Finally and far more serious is the compression needed in the cylinder head.  The cylinder head must not allow any of the gasses to escape when it travels to the top of it's stroke. The valves must have an air tight seal in the head to allow the huge pressure needed to generate the heat to explode the diesel/air mixture. When cold the metal valves will be in a shrunken state and this is when worn valves will leak most, as they heat up they expand and get better in performance. If all starting electrics are good and bad starting is still a problem then you need to do an engine compression test to make sure that the valves are Ok and the piston rings are good, that also causes a loss of compression. If the compression is not good then a major overall of valves and rings will be needed.

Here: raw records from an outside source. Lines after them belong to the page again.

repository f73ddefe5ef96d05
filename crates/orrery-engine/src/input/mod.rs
pub mod queue;
pub mod api;
pub mod core;
pub mod components;
pub mod systems;
pub mod renderer;
pub mod bridge;
pub mod input;
pub mod assets;

// Re-export key types at crate root for convenience
pub use api::config::{ConfigError, EngineConfig, RestPolicy};
pub use api::definition::SceneDefinition;
pub use api::engine::{EngineError, EnginePhase, SceneEngine};
pub use api::types::{BodyHandle, BodyId, DisplayFacts, SceneEvent, SelectionTarget};
pub use assets::cache::{TextureCache, TextureHandle};
pub use assets::catalog::{AssetRequest, BodyDescriptor, BodyFacts, Catalog, CatalogError, OrbitCenter};
pub use assets::preload::{AssetPreloader, LabelTable, LoadError, PreloadPhase, PreloadStatus, TextureSource};
pub use bridge::protocol::{FrameBuffer, FrameLayout, HEADER_FLOATS, PROTOCOL_VERSION};
pub use components::body::Body;
pub use core::scene::Scene;
pub use core::surface::{SurfaceContinuityGuard, SurfaceState};
pub use core::time::{Countdown, FixedTimestep, FrameClock};
pub use input::queue::{InputEvent, InputQueue};
pub use renderer::camera::{CameraFollowController, CameraState};
pub use renderer::instance::{BodyTransform, FrameOutput};
pub use systems::orbit::{world_positions, OrbitMotionState};
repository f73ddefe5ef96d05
use wasm_bindgen::prelude::*;

mod bodies;
use bodies::SolarSystem;

orrery_web::export_scene!(SolarSystem, "solar-system");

The black smoke is a tell tale sign. Think about the above, more diesel injected into the cranking engine because of the cold start system (Choke) the number of times the diesel is still wet in the cylinder head (not burnt in any way) means when it does finally start up all this excess fuel is burnt, shoved along and out the exhaust. 
Hope this helps all of us with diesel engine start problems. It is only basic because on modern day diesel engines, computers are at work but the principle is still the same. Do the checks for the above and change any faulty items before winter comes on, because it will find you out. Finally: a word of warning. Do NOT use easy start in your engine, it will become dependant on the stuff to start it and it is very aggressive as stated by the previous poster.


----------



## stonedaddy (Nov 17, 2014)

*Glow plugs.*

Hi Jac I have just changed my glow plugs and it was a pig of a job. If yours are at the front of the engine you will be half way home. Mine where low down at the back at a strange angle. I took everything off that was looking like obstructing the way to them. I also had to take the injectors out to get below them. Even getting the little nuts off the top of the glow plugs that connect the wires was an epic little job. I have a new air filter on so know that was not the problem. My glow plug timer relay clicked on and off OK and I had the voltage at the plugs OK. I have not tried it yet as I am waiting for a new fuel filter to arrive. One thing to be really careful with is make sure you plug the open holes left by removed injectors and glow plugs because anything hard falling down the holes will damage the pistons and then you have got a job on your hands. Mine only started being hard to start last week when on the Bleanavon meet in Wales. The full set of injectors only cost £21.80 so was not to expensive. Also you should put them back with a torque wrench as they are easily damaged if over tight and could blow if under tight. Having said that I could not get my torque wrench onto three of them due to it hitting the injector pump and other obstructing things. If you go down the road of doing it yourself good luck.
.... Tom ....


----------



## barryd (Nov 17, 2014)

Bopper said:


> Diesel engines are notorious for bad starting in cold weather, the reason is the way they work as opposed to petrol engines.
> Petrol engines work by exploding a petrol/air mixture with a spark. Providing there is a spark and gas (petrol/air mix) the engine will fire up.
> Diesel engines work on compression. The diesel oil is highly compressed at the top of the cylinder when the piston reaches the top of it's stroke, under this amount of pressure the diesel oil gets very hot, hot enough to explode and force the piston down and the engine to turn over. The problem is that the engine when cold will not, even under this pressure, be hot enough the explode the diesel oil. So the answer was to assist the heating at the top of the cylinder by adding an electric heater that "Glows" for a short time when the ignition is switched on, rather like a small electric fire, these are the glow plugs. In order for the starting process to work the ignition is first switched on and the battery is connected to these glow plugs to heat them up, they cannot stay on all the time so they are on a timer. The timer is set for so many seconds, according to how cold the engine is.
> When the timer cuts out the glow plug warning light goes out in the cab and you should then crank the engine. The next stage of the engine cold start cycle is for the injection of diesel oil into the cylinder. The cold start, similar to the old "choke"  system on a petrol engine comes into operation and an added amount of diesel is injected into the cylinders to "Throw more fuel onto the fire" so to speak. When the piston comes to the top of it's stroke it compresses the diesel in a now pre-heated state and more than the usual amount and this then more or less guarantees an explosion and the engine to fire up.
> ...



What a superb and excellent explanation.  Thank you so much for going to the trouble of writing that in plain english.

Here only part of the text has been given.